BEGIN PROVIDED INFORMATION

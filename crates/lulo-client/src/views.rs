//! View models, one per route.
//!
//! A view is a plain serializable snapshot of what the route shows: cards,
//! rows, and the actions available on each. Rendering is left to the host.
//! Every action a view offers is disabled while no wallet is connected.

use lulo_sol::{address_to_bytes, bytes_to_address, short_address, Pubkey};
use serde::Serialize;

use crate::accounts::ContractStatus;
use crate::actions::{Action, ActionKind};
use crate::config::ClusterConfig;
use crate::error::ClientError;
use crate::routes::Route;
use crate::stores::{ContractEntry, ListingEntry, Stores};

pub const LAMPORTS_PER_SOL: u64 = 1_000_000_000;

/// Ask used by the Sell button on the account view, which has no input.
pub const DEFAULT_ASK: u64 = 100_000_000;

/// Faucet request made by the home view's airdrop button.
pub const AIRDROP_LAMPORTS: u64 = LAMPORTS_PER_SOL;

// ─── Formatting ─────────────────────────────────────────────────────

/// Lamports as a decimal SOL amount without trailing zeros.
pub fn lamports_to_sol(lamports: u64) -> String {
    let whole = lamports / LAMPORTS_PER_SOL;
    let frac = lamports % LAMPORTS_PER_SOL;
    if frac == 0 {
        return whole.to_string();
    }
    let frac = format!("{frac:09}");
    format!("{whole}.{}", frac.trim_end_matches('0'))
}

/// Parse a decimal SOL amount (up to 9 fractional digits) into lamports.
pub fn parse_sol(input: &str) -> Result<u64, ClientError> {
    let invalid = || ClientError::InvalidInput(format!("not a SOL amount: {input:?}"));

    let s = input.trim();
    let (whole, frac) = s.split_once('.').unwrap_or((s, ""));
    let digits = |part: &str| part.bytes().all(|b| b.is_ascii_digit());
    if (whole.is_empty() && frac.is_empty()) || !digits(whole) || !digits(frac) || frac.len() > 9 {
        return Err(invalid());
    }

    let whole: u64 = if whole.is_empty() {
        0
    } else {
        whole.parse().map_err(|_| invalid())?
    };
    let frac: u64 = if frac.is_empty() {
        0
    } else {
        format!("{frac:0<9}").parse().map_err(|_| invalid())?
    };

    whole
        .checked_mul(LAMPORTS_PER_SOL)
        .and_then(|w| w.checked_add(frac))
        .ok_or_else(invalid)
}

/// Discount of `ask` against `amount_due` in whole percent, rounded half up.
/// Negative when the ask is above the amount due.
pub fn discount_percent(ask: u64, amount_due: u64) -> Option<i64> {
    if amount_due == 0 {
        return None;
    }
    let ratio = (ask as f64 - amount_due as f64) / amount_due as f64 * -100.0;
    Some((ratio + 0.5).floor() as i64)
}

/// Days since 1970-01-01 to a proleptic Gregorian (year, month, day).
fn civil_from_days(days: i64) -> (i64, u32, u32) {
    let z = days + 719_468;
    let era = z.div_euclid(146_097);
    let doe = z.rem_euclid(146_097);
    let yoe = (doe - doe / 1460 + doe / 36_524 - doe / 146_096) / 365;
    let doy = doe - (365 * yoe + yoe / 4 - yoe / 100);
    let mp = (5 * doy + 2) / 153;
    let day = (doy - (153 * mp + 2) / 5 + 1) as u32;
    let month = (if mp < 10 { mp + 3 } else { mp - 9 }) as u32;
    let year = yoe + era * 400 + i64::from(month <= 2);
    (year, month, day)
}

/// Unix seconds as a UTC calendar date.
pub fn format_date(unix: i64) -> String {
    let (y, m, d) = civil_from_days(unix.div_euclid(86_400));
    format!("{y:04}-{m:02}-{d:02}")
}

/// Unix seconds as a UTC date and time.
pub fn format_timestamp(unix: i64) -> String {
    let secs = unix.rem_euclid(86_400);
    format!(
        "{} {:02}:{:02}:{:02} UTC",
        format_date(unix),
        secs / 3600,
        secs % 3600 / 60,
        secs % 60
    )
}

END PROVIDED INFORMATION

> _HOW TO COMPLETE THIS TASK_: From the records above, return each line that includes "button".

> _SOLUTION TO THIS EXERCISE_:
/// Ask used by the Sell button on the account view, which has no input.
/// Faucet request made by the home view's airdrop button.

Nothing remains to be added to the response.